Step 2 : Prioritising single-use plastics to tackle

Time :

To be mobilised : Project point of contact, people from each department and management team for 2.3.

With clear objectives. a comprehensive diagnosis and full understanding of the local waste management system, you have all you need to tackle the second stage. Because the diagnosis is comprehensive and provides you with a complete view of your use of plastics, you may have the feeling that the task is an enormous one. Why not sequence the process over time to gauge the means and the work done? This is what we recommend, with a toolkit methodology that enables you to select plastics to be dealt with as a priority, because they are easy to eliminate and/or they have a major environmental impact.

2.1 Understand prioritisation straightaway

The method proposed means the context of the project promoter can be taken into account and cost-effectiveness can be optimised, especially with regard to reducing environmental impacts.

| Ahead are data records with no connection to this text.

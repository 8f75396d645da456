//! Resource creation, upload and deferred destruction over the headless
//! backend.

mod common;

use std::thread;

use forge_rhi::handle::ResourceType;
use forge_rhi::types::{
    BufferInfo, BufferUsage, Format, MemoryUsage, QueueType, SamplerInfo, TextureInfo,
    TextureLayout, TextureUsage, TextureViewInfo,
};
use forge_rhi::{DeviceConfig, RhiError};

#[test]
fn test_cpu_visible_buffer_upload() {
    let (backend, mut device) = common::device();

    let info = BufferInfo::new(256, BufferUsage::UNIFORM, MemoryUsage::CpuToGpu);
    let buffer = device.create_buffer(&info, Some(&[0xAB; 256])).unwrap();
    // Written through a mapping; no staging buffer involved.
    assert_eq!(device.live_count(ResourceType::Buffer), 1);

    device.wait_gpu_idle().unwrap();
    {
        let mapping = device.map_buffer(buffer).unwrap();
        assert_eq!(mapping.len(), 256);
        assert!(mapping.as_slice().iter().all(|&b| b == 0xAB));
    }

    device.destroy_buffer(buffer);
    device.destroy();
    assert_eq!(backend.live_objects(), 0);
    assert_eq!(backend.stats().validation_errors, 0);
}

#[test]
fn test_gpu_only_buffer_upload_goes_through_staging() {
    let (backend, mut device) = common::device();

    let data: Vec<u8> = (0..=255).collect();
    let info = BufferInfo::new(512, BufferUsage::VERTEX | BufferUsage::TRANSFER_DST, MemoryUsage::GpuOnly);
    let buffer = device.create_buffer(&info, Some(&data)).unwrap();
    assert_eq!(device.live_count(ResourceType::Buffer), 2);

    device.end_frame().unwrap();
    let contents = backend.buffer_contents(device.buffer(buffer).native()).unwrap();
    assert_eq!(&contents[..256], data.as_slice());
    assert!(contents[256..].iter().all(|&b| b == 0));

    device.new_frame().unwrap();
    device.new_frame().unwrap();
    assert_eq!(device.live_count(ResourceType::Buffer), 1);

    device.destroy_buffer(buffer);
    device.destroy();
    assert_eq!(backend.live_objects(), 0);
}

#[test]
fn test_texture_staged_upload() {
    let (backend, mut device) = common::device();

    let info = TextureInfo::new_2d(
        Format::Rgba8Unorm,
        4,
        4,
        TextureUsage::SAMPLED | TextureUsage::TRANSFER_DST,
    )
    .with_layout(TextureLayout::ShaderReadOnly);
    let pixels: Vec<u8> = (0..64).collect();
    let texture = device.create_texture(&info, Some(&pixels)).unwrap();

    // Exactly one staging buffer appears...
    assert_eq!(device.live_count(ResourceType::Buffer), 1);
    assert_eq!(backend.stats().buffers_created, 1);

    device.end_frame().unwrap();
    let native = device.texture(texture).native();
    assert_eq!(backend.texture_layout(native), Some(TextureLayout::ShaderReadOnly));
    assert_eq!(backend.texture_contents(native).unwrap(), pixels);

    device.new_frame().unwrap();
    assert_eq!(device.live_count(ResourceType::Buffer), 1);
    device.end_frame().unwrap();
    device.new_frame().unwrap();

    // ...and is gone once the frame that used it comes around again.
    assert_eq!(device.live_count(ResourceType::Buffer), 0);
    assert_eq!(backend.stats().buffers_destroyed, 1);

    device.destroy_texture(texture);
    device.destroy();
    assert_eq!(backend.live_objects(), 0);
    assert_eq!(backend.stats().validation_errors, 0);
}

#[test]
fn test_texture_without_data_reaches_requested_layout() {
    let (backend, mut device) = common::device();

    let info = TextureInfo::new_2d(Format::Rgba8Unorm, 2, 2, TextureUsage::STORAGE)
        .with_layout(TextureLayout::General);
    let texture = device.create_texture(&info, None).unwrap();
    assert_eq!(device.live_count(ResourceType::Buffer), 0);

    device.end_frame().unwrap();
    let native = device.texture(texture).native();
    assert_eq!(backend.texture_layout(native), Some(TextureLayout::General));

    device.destroy_texture(texture);
    device.destroy();
}

#[test]
fn test_texture_data_size_must_match() {
    let (backend, mut device) = common::device();

    let info = TextureInfo::new_2d(Format::Rgba8Unorm, 4, 4, TextureUsage::SAMPLED);
    let result = device.create_texture(&info, Some(&[0; 12]));
    assert!(matches!(result, Err(RhiError::InvalidArgument(_))));
    assert_eq!(backend.stats().textures_created, 0);

    device.destroy();
}

#[test]
fn test_deferred_destruction_double_buffered() {
    let (backend, mut device) = common::device();
    assert_eq!(device.frame_index(), 0);

    let info = TextureInfo::new_2d(Format::Rgba8Unorm, 4, 4, TextureUsage::SAMPLED);
    let texture = device.create_texture(&info, None).unwrap();
    device.destroy_texture(texture);

    // Still usable for the rest of the frame.
    assert!(device.is_valid(texture));
    assert_eq!(device.texture(texture).info().width, 4);
    assert_eq!(device.pending_releases(), 1);

    device.end_frame().unwrap();
    device.new_frame().unwrap();
    assert_eq!(device.frame_index(), 1);
    assert!(device.is_valid(texture));
    assert_eq!(backend.stats().textures_destroyed, 0);

    device.end_frame().unwrap();
    device.new_frame().unwrap();
    assert_eq!(device.frame_index(), 0);
    assert!(!device.is_valid(texture));
    assert_eq!(backend.stats().textures_destroyed, 1);
    assert_eq!(device.pending_releases(), 0);

    device.destroy();
}

#[test]
fn test_deferred_destruction_triple_buffered() {
    let config = DeviceConfig {
        frames_in_flight: 3,
        ..Default::default()
    };
    let (_backend, mut device) = common::device_with(config);

    let sampler = device.create_sampler(&SamplerInfo::default()).unwrap();
    device.destroy_sampler(sampler);

    for _ in 0..2 {
        device.end_frame().unwrap();
        device.new_frame().unwrap();
        assert!(device.is_valid(sampler));
    }
    device.end_frame().unwrap();
    device.new_frame().unwrap();
    assert!(!device.is_valid(sampler));

    device.destroy();
}

#[test]
fn test_views_are_released_before_their_textures() {
    let (backend, mut device) = common::device();

    let info = TextureInfo::new_2d(Format::Rgba8Unorm, 4, 4, TextureUsage::SAMPLED);
    let texture = device.create_texture(&info, None).unwrap();
    let view = device
        .create_texture_view(&TextureViewInfo::new(texture, Format::Undefined))
        .unwrap();
    assert_eq!(device.texture_view(view).info().format, Format::Rgba8Unorm);

    // Destroyed in the "wrong" order on purpose.
    device.destroy_texture(texture);
    device.destroy_texture_view(view);
    device.new_frame().unwrap();
    device.new_frame().unwrap();

    assert_eq!(device.live_count(ResourceType::Texture), 0);
    assert_eq!(device.live_count(ResourceType::TextureView), 0);
    assert_eq!(backend.stats().validation_errors, 0);
    device.destroy();
}

#[test]
fn test_failed_creation_leaves_nothing_behind() {
    let (backend, mut device) = common::device();

    backend.fail_next_create();
    let info = BufferInfo::new(64, BufferUsage::STORAGE, MemoryUsage::GpuOnly);
    let result = device.create_buffer(&info, None);
    assert!(matches!(result, Err(RhiError::OutOfMemory(_))));
    assert_eq!(device.live_count(ResourceType::Buffer), 0);

    backend.fail_next_create();
    let info = TextureInfo::new_2d(Format::Rgba8Unorm, 4, 4, TextureUsage::SAMPLED);
    assert!(device.create_texture(&info, Some(&[0; 64])).is_err());
    assert_eq!(device.live_count(ResourceType::Texture), 0);
    assert_eq!(device.live_count(ResourceType::Buffer), 0);

    // The next creation succeeds again.
    let sampler = device.create_sampler(&SamplerInfo::default()).unwrap();
    device.destroy_sampler(sampler);
    device.destroy();
    assert_eq!(backend.live_objects(), 0);
}

#[test]
fn test_wait_gpu_idle_trims_command_pools() {
    let (backend, mut device) = common::device();

    for _ in 0..3 {
        let list = device.allocate_cmd_list(QueueType::Transfer).unwrap();
        device.submit(list).unwrap();
    }
    device.wait_gpu_idle().unwrap();

    let stats = backend.stats();
    assert_eq!(stats.command_lists_allocated, 3);
    assert_eq!(stats.command_lists_freed, 3);
    assert!(stats.pool_trims >= 1);

    // Recording works again after a trim.
    let list = device.allocate_cmd_list(QueueType::Transfer).unwrap();
    device.submit(list).unwrap();
    device.end_frame().unwrap();

    device.destroy();
    assert_eq!(backend.live_objects(), 0);
}

#[test]
fn test_command_lists_are_recycled_across_frames() {
    let (backend, mut device) = common::device();

    for _ in 0..6 {
        let list = device.allocate_cmd_list(QueueType::Graphics).unwrap();
        device.submit(list).unwrap();
        device.end_frame().unwrap();
        device.new_frame().unwrap();
    }

    // One list per frame slot, reused ever after.
    let stats = backend.stats();
    assert_eq!(stats.command_lists_allocated, 2);
    assert_eq!(stats.submissions, 6);
    assert!(stats.pool_resets >= 4);

    device.destroy();
    assert_eq!(backend.live_objects(), 0);
}

#[test]
fn test_short_lived_recording_threads_do_not_leak_pools() {
    let (backend, mut device) = common::device();

    let mut samples = Vec::new();
    for frame in 1..=40 {
        let list = thread::scope(|s| {
            s.spawn(|| device.allocate_cmd_list(QueueType::Graphics).unwrap())
                .join()
                .unwrap()
        });
        device.submit(list).unwrap();
        device.end_frame().unwrap();
        device.new_frame().unwrap();

        if frame % 10 == 0 {
            let stats = backend.stats();
            let lists = stats.command_lists_allocated - stats.command_lists_freed;
            samples.push((backend.live_objects(), lists));
        }
    }

    assert!(samples.iter().all(|&sample| sample == samples[0]), "{samples:?}");
    assert_eq!(backend.stats().submissions, 40);

    device.destroy();
    assert_eq!(backend.live_objects(), 0);
    assert_eq!(backend.stats().validation_errors, 0);
}

#[test]
fn test_destroy_releases_everything() {
    let (backend, mut device) = common::device();

    let setup = common::DrawSetup::new(&mut device);
    let buffer = device
        .create_buffer(&BufferInfo::new(64, BufferUsage::UNIFORM, MemoryUsage::CpuToGpu), None)
        .unwrap();
    let sampler = device.create_sampler(&SamplerInfo::default()).unwrap();

    // Destroyed in the final frame, never released by a new_frame.
    setup.destroy(&mut device);
    device.destroy_buffer(buffer);
    device.destroy_sampler(sampler);
    device.destroy();

    assert_eq!(backend.live_objects(), 0);
    assert_eq!(backend.stats().validation_errors, 0);
}

#[test]
#[should_panic(expected = "live resources")]
fn test_leaked_resource_is_fatal() {
    let (_backend, mut device) = common::device();
    let info = BufferInfo::new(64, BufferUsage::UNIFORM, MemoryUsage::CpuToGpu);
    let _leaked = device.create_buffer(&info, None).unwrap();
    device.destroy();
}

It enables 2 lists to be created:

1 – One “list of Single-Use Plastics (SUP) to process”, on which you will focus your attention;
2 – One “list of SUPs to discard” with which you will not continue working (or not right away!).

2.2 Conduct each process

1 – Include the SUPs for which an action is mandatory, as some plastics are subject to regulatory prohibition or forecasted to be prohibited.

2 – Eliminate the SUPs for which no action is possible. For some plastics, you may have no or very little margin for maneuver in the short term (eg. commitments already undertaken with your suppliers). Before rejecting them, make sure you really have no leverage! For example, with regard to the requirements of the group to which you belong perhaps, have you considered asking for an exemption? Position yourself as a pioneer and ask for exemptions: you will enable your group to develop its practices and reinforce
its impact!


Remove bathroom products and make them on-request? This seemed to them ambitious, pertinent but not very realistic given the standards of the IHG group. A request for exemptions and a few weeks later it had become reality! In fact final or temporary exemptions have been granted for making the following available on request i/bathroom products, ii/milk and iii/hot chocolate (via room service).

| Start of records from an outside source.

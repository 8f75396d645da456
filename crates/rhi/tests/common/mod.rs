//! Shared setup for the device integration tests.

#![allow(dead_code)]

use std::sync::Arc;

use forge_rhi::backend::HeadlessBackend;
use forge_rhi::handle::{PipelineLayoutHandle, ShaderHandle, TextureHandle, TextureViewHandle};
use forge_rhi::types::{
    DescriptorBindingInfo, DescriptorKind, Format, PipelineLayoutInfo, ShaderInfo, ShaderStage,
    ShaderStages, TextureInfo, TextureLayout, TextureUsage, TextureViewInfo,
};
use forge_rhi::{Device, DeviceConfig};

/// A warm device over a fresh headless backend.
pub fn device() -> (Arc<HeadlessBackend>, Device) {
    device_with(DeviceConfig::default())
}

pub fn device_with(config: DeviceConfig) -> (Arc<HeadlessBackend>, Device) {
    let _ = forge_core::try_init_logging();
    let backend = Arc::new(HeadlessBackend::new());
    let mut device = Device::new(backend.clone(), config).unwrap();
    device.new_frame().unwrap();
    (backend, device)
}

/// The SPIR-V magic number, enough for the headless backend.
pub fn spirv() -> Vec<u8> {
    0x0723_0203u32.to_le_bytes().to_vec()
}

/// Shaders, a layout and an offscreen color target to draw into.
pub struct DrawSetup {
    pub layout: PipelineLayoutHandle,
    pub vertex: ShaderHandle,
    pub fragment: ShaderHandle,
    pub target: TextureHandle,
    pub target_view: TextureViewHandle,
}

impl DrawSetup {
    pub fn new(device: &mut Device) -> Self {
        let layout = device
            .create_pipeline_layout(
                &PipelineLayoutInfo::new()
                    .with_set(vec![DescriptorBindingInfo::new(
                        0,
                        DescriptorKind::UniformBuffer,
                        ShaderStages::VERTEX,
                    )])
                    .with_set(vec![
                        DescriptorBindingInfo::new(0, DescriptorKind::SampledTexture, ShaderStages::FRAGMENT),
                        DescriptorBindingInfo::new(1, DescriptorKind::Sampler, ShaderStages::FRAGMENT),
                    ]),
            )
            .unwrap();
        let vertex = device
            .create_shader(&ShaderInfo::new(ShaderStage::Vertex, spirv()))
            .unwrap();
        let fragment = device
            .create_shader(&ShaderInfo::new(ShaderStage::Fragment, spirv()))
            .unwrap();
        let target = device
            .create_texture(
                &TextureInfo::new_2d(
                    Format::Rgba8Unorm,
                    8,
                    8,
                    TextureUsage::COLOR_ATTACHMENT | TextureUsage::TRANSFER_SRC,
                )
                .with_layout(TextureLayout::ColorAttachment),
                None,
            )
            .unwrap();
        let target_view = device
            .create_texture_view(&TextureViewInfo::new(target, Format::Undefined))
            .unwrap();
        Self {
            layout,
            vertex,
            fragment,
            target,
            target_view,
        }
    }

    pub fn destroy(self, device: &mut Device) {
        device.destroy_texture_view(self.target_view);
        device.destroy_texture(self.target);
        device.destroy_shader(self.fragment);
        device.destroy_shader(self.vertex);
        device.destroy_pipeline_layout(self.layout);
    }
}
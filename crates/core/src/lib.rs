//! Core utilities shared by the forge crates.
//!
//! This crate provides foundational types and utilities used across the workspace:
//! - Error types and result aliases
//! - Logging initialization
//! - TOML configuration loading

pub mod config;
mod error;
mod logging;

pub use error::{Error, Result};
pub use logging::{init_logging, try_init_logging};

3 – Eliminate SUPs for which an action is not prioritised. Some plastics are recyclable and actually recycled. If they are separated in your establishment and collected, it means you need to be sure that there really is a recycling procedure for this plastic in your region. If there is, it means these are therefore not prioritised, and you can eliminate them from your selection.

4 – Include SUPs with the highest risk of escape into the environment. You can ask yourself these two questions:

  • Does this plastic have a “travel use”, ie. a strong likelihood of leaving the hotel depending on practices that are known about?
  • Does it have a “proven risk of escaping into the environment”? This means the plastics most commonly found on beaches, such as removable plastic parts, small, light plastic items of little value found and/or used outside.
    You can then include in the list of plastics for processing the ones that respond affirmatively to one or other of these questions.

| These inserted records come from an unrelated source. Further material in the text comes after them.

impl CommandList {
    pub(crate) fn new(
        native: NativeCommandList,
        pool: NativeCommandPool,
        queue: QueueType,
        thread: ThreadId,
    ) -> Self {
        Self {
            native,
            pool,
            queue,
            thread,
            recording: false,
            render_pass_state: PipelineRenderPassState::default(),
            instance_state: None,
            pipeline_dirty: true,
            bound_pipeline: None,
            render_pass: None,
            bindings: BindingTable::new(),
            descriptor_sets: Vec::new(),
        }
    }

    #[inline]
    pub fn native(&self) -> NativeCommandList {
        self.native
    }

    /// Native pool the list was allocated from.
    #[inline]
    pub fn pool(&self) -> NativeCommandPool {
        self.pool
    }

    #[inline]
    pub fn queue_type(&self) -> QueueType {
        self.queue
    }

    /// Thread whose pool owns the list.
    #[inline]
    pub fn thread(&self) -> ThreadId {
        self.thread
    }

    #[inline]
    pub fn is_recording(&self) -> bool {
        self.recording
    }

    /// Pipeline currently bound on the backend list.
    #[inline]
    pub fn bound_pipeline(&self) -> Option<NativePipeline> {
        self.bound_pipeline
    }

    pub(crate) fn begin(&mut self, backend: &dyn Backend) -> RhiResult<()> {
        backend.command_list_begin(self.native)?;
        self.recording = true;
        Ok(())
    }

    pub(crate) fn end(&mut self, backend: &dyn Backend) -> RhiResult<()> {
        assert!(
            self.render_pass.is_none(),
            "command list submitted inside a render pass"
        );
        self.recording = false;
        backend.command_list_end(self.native)
    }

    /// Forgets every cached binding and frees the descriptor sets allocated
    /// while recording. The native list itself is reset with its pool.
    pub(crate) fn reset(&mut self, backend: &dyn Backend) {
        for set in self.descriptor_sets.drain(..) {
            backend.descriptor_set_free(set);
        }
        self.recording = false;
        self.render_pass_state = PipelineRenderPassState::default();
        self.instance_state = None;
        self.pipeline_dirty = true;
        self.bound_pipeline = None;
        self.render_pass = None;
        self.bindings.reset();
    }

    // ========================================================================
    // Cached state
    // ========================================================================

    /// Sets the pass-level pipeline state used by the following draws.
    pub fn set_pipeline_render_pass_state(&mut self, state: PipelineRenderPassState) {
        if self.render_pass_state != state {
            self.render_pass_state = state;
            self.pipeline_dirty = true;
        }
    }

    /// Sets the draw-level pipeline state used by the following draws.
    ///
    /// Switching to another pipeline layout marks every descriptor set dirty.
    pub fn set_pipeline_instance_state(&mut self, state: PipelineInstanceState) {
        if self.instance_state.as_ref() == Some(&state) {
            return;
        }
        if self.instance_state.as_ref().map(|s| s.layout) != Some(state.layout) {
            self.bindings.mark_all_dirty();
        }
        self.instance_state = Some(state);
        self.pipeline_dirty = true;
    }

    /// Binds `range` bytes of `buffer` starting at `offset` as the uniform
    /// buffer at `set`/`binding`.
    ///
    /// Nothing is recorded yet: the set is marked dirty and a descriptor set
    /// is written and bound by the next draw or dispatch.
    pub fn bind_ubo(&mut self, set: u32, binding: u32, buffer: BufferHandle, offset: u64, range: u64) {
        self.bindings.bind(
            set,
            binding,
            BoundResource::UniformBuffer {
                buffer,
                offset,
                range,
            },
        );
    }

    /// Binds a storage buffer range. Resolved lazily, like
    /// [`bind_ubo`](Self::bind_ubo).
    pub fn bind_ssbo(&mut self, set: u32, binding: u32, buffer: BufferHandle, offset: u64, range: u64) {
        self.bindings.bind(
            set,
            binding,
            BoundResource::StorageBuffer {
                buffer,
                offset,
                range,
            },
        );
    }

    /// Binds a sampler at `set`/`binding`.
    pub fn bind_sampler(&mut self, set: u32, binding: u32, sampler: SamplerHandle) {
        self.bindings.bind(set, binding, BoundResource::Sampler(sampler));
    }

    /// Binds a texture view for sampling at `set`/`binding`. The texture is
    /// expected to be in `ShaderReadOnly` layout when the draw executes.
    pub fn bind_texture(&mut self, set: u32, binding: u32, view: TextureViewHandle) {
        self.bindings.bind(set, binding, BoundResource::Texture(view));
    }

    // ========================================================================
    // Render passes
    // ========================================================================

    /// Begins a render pass over the given attachments.
    ///
    /// Attachment formats and sample counts come from the views' textures;
    /// the native render pass is shared with every other pass of the same
    /// shape.
    ///
    /// # Errors
    ///
    /// Returns the backend error if the render pass could not be created.
    ///
    /// # Panics
    ///
    /// Panics if a render pass is already begun or an attachment handle is
    /// stale.
    pub fn begin_render_pass(&mut self, device: &Device, begin: &RenderPassBeginInfo) -> RhiResult<()> {
        self.assert_recording();
        assert!(self.render_pass.is_none(), "render pass already begun");

        let mut info = RenderPassInfo::default();
        let mut color_views = Vec::with_capacity(begin.color_attachments.len());
        for attachment in &begin.color_attachments {
            let view = device.texture_view(attachment.view);
            let texture = device.texture(view.texture());
            color_views.push(view.native());
            info.color_attachments.push(AttachmentDesc {
                format: view.info().format,
                samples: texture.info().samples,
                load_op: attachment.load_op,
                store_op: attachment.store_op,
                layout: attachment.layout,
            });
        }
        let mut depth_view = None;
        if let Some(attachment) = &begin.depth_attachment {
            let view = device.texture_view(attachment.view);
            let texture = device.texture(view.texture());
            depth_view = Some(view.native());
            info.depth_attachment = Some(AttachmentDesc {
                format: view.info().format,
                samples: texture.info().samples,
                load_op: attachment.load_op,
                store_op: attachment.store_op,
                layout: attachment.layout,
            });
        }

        let native = device.create_or_find_render_pass(&info)?;
        let clear_values = begin.clear_values();
        device.backend().cmd_begin_render_pass(
            self.native,
            &RenderPassBegin {
                render_pass: native,
                color_views: &color_views,
                depth_view,
                clear_values: &clear_values,
                render_area: begin.render_area,
            },
        );
        self.render_pass = Some(ActiveRenderPass { info, native });
        self.pipeline_dirty = true;
        Ok(())
    }

    /// Ends the current render pass.
    ///
    /// # Panics
    ///
    /// Panics if no render pass is begun.
    pub fn end_render_pass(&mut self, device: &Device) {
        self.assert_recording();
        assert!(self.render_pass.take().is_some(), "no render pass to end");
        device.backend().cmd_end_render_pass(self.native);
    }

    // ========================================================================
    // Draws
    // ========================================================================

    /// Records a non-indexed draw after resolving pipeline and descriptors.
    ///
    /// # Errors
    ///
    /// Returns the backend error if the pipeline or a descriptor set could
    /// not be created.
    ///
    /// # Panics
    ///
    /// Panics outside a render pass or without a pipeline instance state.
    pub fn draw(
        &mut self,
        device: &Device,
        vertex_count: u32,
        instance_count: u32,
        first_vertex: u32,
        first_instance: u32,
    ) -> RhiResult<()> {
        self.resolve_state(device)?;
        device.backend().cmd_draw(
            self.native,
            vertex_count,
            instance_count,
            first_vertex,
            first_instance,
        );
        Ok(())
    }

    /// Records an indexed draw after resolving pipeline and descriptors.
    ///
    /// # Errors
    ///
    /// See [`draw`](Self::draw).
    pub fn draw_indexed(
        &mut self,
        device: &Device,
        index_count: u32,
        instance_count: u32,
        first_index: u32,
        vertex_offset: i32,
        first_instance: u32,
    ) -> RhiResult<()> {
        self.resolve_state(device)?;
        device.backend().cmd_draw_indexed(
            self.native,
            index_count,
            instance_count,
            first_index,
            vertex_offset,
            first_instance,
        );
        Ok(())
    }

    fn resolve_state(&mut self, device: &Device) -> RhiResult<()> {
        self.assert_recording();
        let Some(render_pass) = &self.render_pass else {
            panic!("draw recorded outside a render pass");
        };
        let Some(instance_state) = &self.instance_state else {
            panic!("draw recorded without a pipeline instance state");
        };
        let layout = device.pipeline_layout(instance_state.layout);
        let backend = device.backend();

        if self.pipeline_dirty {
            let key = GraphicsPipelineKey {
                render_pass: render_pass.info.clone(),
                render_pass_state: self.render_pass_state.clone(),
                instance_state: instance_state.clone(),
            };
            let pipeline = device.create_or_find_gfx_pipeline(&key)?;
            if self.bound_pipeline != Some(pipeline) {
                backend.cmd_bind_pipeline(self.native, pipeline);
                self.bound_pipeline = Some(pipeline);
            }
            self.pipeline_dirty = false;
        }

        let dirty: Vec<u32> = self.bindings.dirty_sets().collect();
        for set in dirty {
            let resolved = self.bindings.resolve_set(set, layout.info());
            if !resolved.is_empty() {
                let writes: Vec<DescriptorWrite> = resolved
                    .into_iter()
                    .map(|(binding, resource)| DescriptorWrite {
                        binding,
                        resource: native_resource(device, resource),
                    })
                    .collect();
                let descriptor_set = backend.descriptor_set_allocate(layout.native(), set, &writes)?;
                self.descriptor_sets.push(descriptor_set);
                backend.cmd_bind_descriptor_sets(self.native, layout.native(), set, &[descriptor_set]);
            }
            self.bindings.clean(set);
        }
        Ok(())
    }

    // ========================================================================
    // Fixed-function state
    // ========================================================================

    /// Binds vertex buffers to consecutive bindings starting at
    /// `first_binding`.
    ///
    /// # Panics
    ///
    /// Panics if the list is not recording, or if `buffers` and `offsets`
    /// differ in length.
    pub fn bind_vertex_buffers(
        &mut self,
        device: &Device,
        first_binding: u32,
        buffers: &[BufferHandle],
        offsets: &[u64],
    ) {
        self.assert_recording();
        assert_eq!(buffers.len(), offsets.len(), "one offset per vertex buffer");
        let natives: Vec<_> = buffers.iter().map(|&b| device.buffer(b).native()).collect();
        device
            .backend()
            .cmd_bind_vertex_buffers(self.native, first_binding, &natives, offsets);
    }

    /// Binds the index buffer used by [`draw_indexed`](Self::draw_indexed).
    pub fn bind_index_buffer(&mut self, device: &Device, buffer: BufferHandle, offset: u64, index_type: IndexType) {
        self.assert_recording();
        let native = device.buffer(buffer).native();
        device
            .backend()
            .cmd_bind_index_buffer(self.native, native, offset, index_type);
    }

    /// Overrides the dynamic viewport. Beginning a render pass already sets
    /// viewport and scissor to the full render area.
    pub fn set_viewport(&mut self, device: &Device, viewport: &Viewport) {
        self.assert_recording();
        device.backend().cmd_set_viewport(self.native, viewport);
    }

    /// Sets the dynamic scissor rectangle.
    pub fn set_scissor(&mut self, device: &Device, scissor: &Rect2D) {
        self.assert_recording();
        device.backend().cmd_set_scissor(self.native, scissor);
    }

    // ========================================================================
    // Transfers and barriers
    // ========================================================================

    /// Copies byte ranges between two buffers.
    ///
    /// `src` needs `TRANSFER_SRC` usage and `dst` needs `TRANSFER_DST`.
    /// Synchronization with earlier or later access is up to the caller.
    pub fn copy_buffer(&mut self, device: &Device, src: BufferHandle, dst: BufferHandle, regions: &[BufferCopy]) {
        self.assert_recording();
        let (src, dst) = (device.buffer(src).native(), device.buffer(dst).native());
        device.backend().cmd_copy_buffer(self.native, src, dst, regions);
    }

    /// Copies tightly packed texel data from a buffer into a texture that is
    /// in `dst_layout` (transfer destination or general).
    pub fn copy_buffer_to_texture(
        &mut self,
        device: &Device,
        src: BufferHandle,
        dst: TextureHandle,
        dst_layout: TextureLayout,
        regions: &[BufferTextureCopy],
    ) {
        self.assert_recording();
        let (src, dst) = (device.buffer(src).native(), device.texture(dst).native());
        device
            .backend()
            .cmd_copy_buffer_to_texture(self.native, src, dst, dst_layout, regions);
    }

    /// Transitions every mip and layer of `texture` from `old_layout` to
    /// `new_layout`. `Undefined` as the old layout discards the contents.
    pub fn texture_barrier(
        &mut self,
        device: &Device,
        texture: TextureHandle,
        old_layout: TextureLayout,
        new_layout: TextureLayout,
    ) {
        self.assert_recording();
        let native = device.texture(texture).native();
        device.backend().cmd_pipeline_barrier(
            self.native,
            &[TextureBarrier {
                texture: native,
                old_layout,
                new_layout,
            }],
        );
    }

    #[inline]
    #[track_caller]
    fn assert_recording(&self) {
        assert!(self.recording, "command list {:?} is not recording", self.native);
    }
}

CLOSEUP ON : waste items most commonly found on the beaches

It is difficult to establish a correlation between waste plastic found on the shore and products present in a particular establishment. However, cleaning our shorelines shows us that along France’s Mediterranean coast, cigarette butts, food packaging and bottles are the waste matter most commonly found on the beaches. The Surfrider association publishes a report on the subject every year here.

5 – Include the SUPs consumed in greater quantities. For maximum impact, you can include the top 10, 20 or 30 etc. of the plastics most consumed in your establishment – and discard the others.

2.3 Jointly approve single-use plastics to target

After the process of prioritisation above, either the number of SUPs for processing is suitable for you, or it is still too high. In the first case, this step will enable the choices to be approved jointly, and in the second, it will enable the final selection to be made. This is the opportunity to involve the hotel staff to the greatest possible extent. The criteria that can be examined by the group are economic criteria, criteria with regard to agreement by customers and criteria involving logistics or internal organisation. Some plastics can then be withdrawn from or added to the list.


We often have preconceived ideas about what customers may accept or not accept. Allow yourself the opportunity to test and welcome your customers’ opinions before making your decisions! Our experience at the InterContinental Marseille – Hotel Dieu showed that changes put into effect (though deemed major by staff and management at the hotel) went unnoticed by customers (see 6.3 Interpreting results)

At the end of prioritisation, the overall coherence of selected products and packaging needs to be checked so as to be credible as far as customers are concerned (eg. making toothbrushes and toothpaste available on request but making cotton wool and nail files freely available could make the process less credible).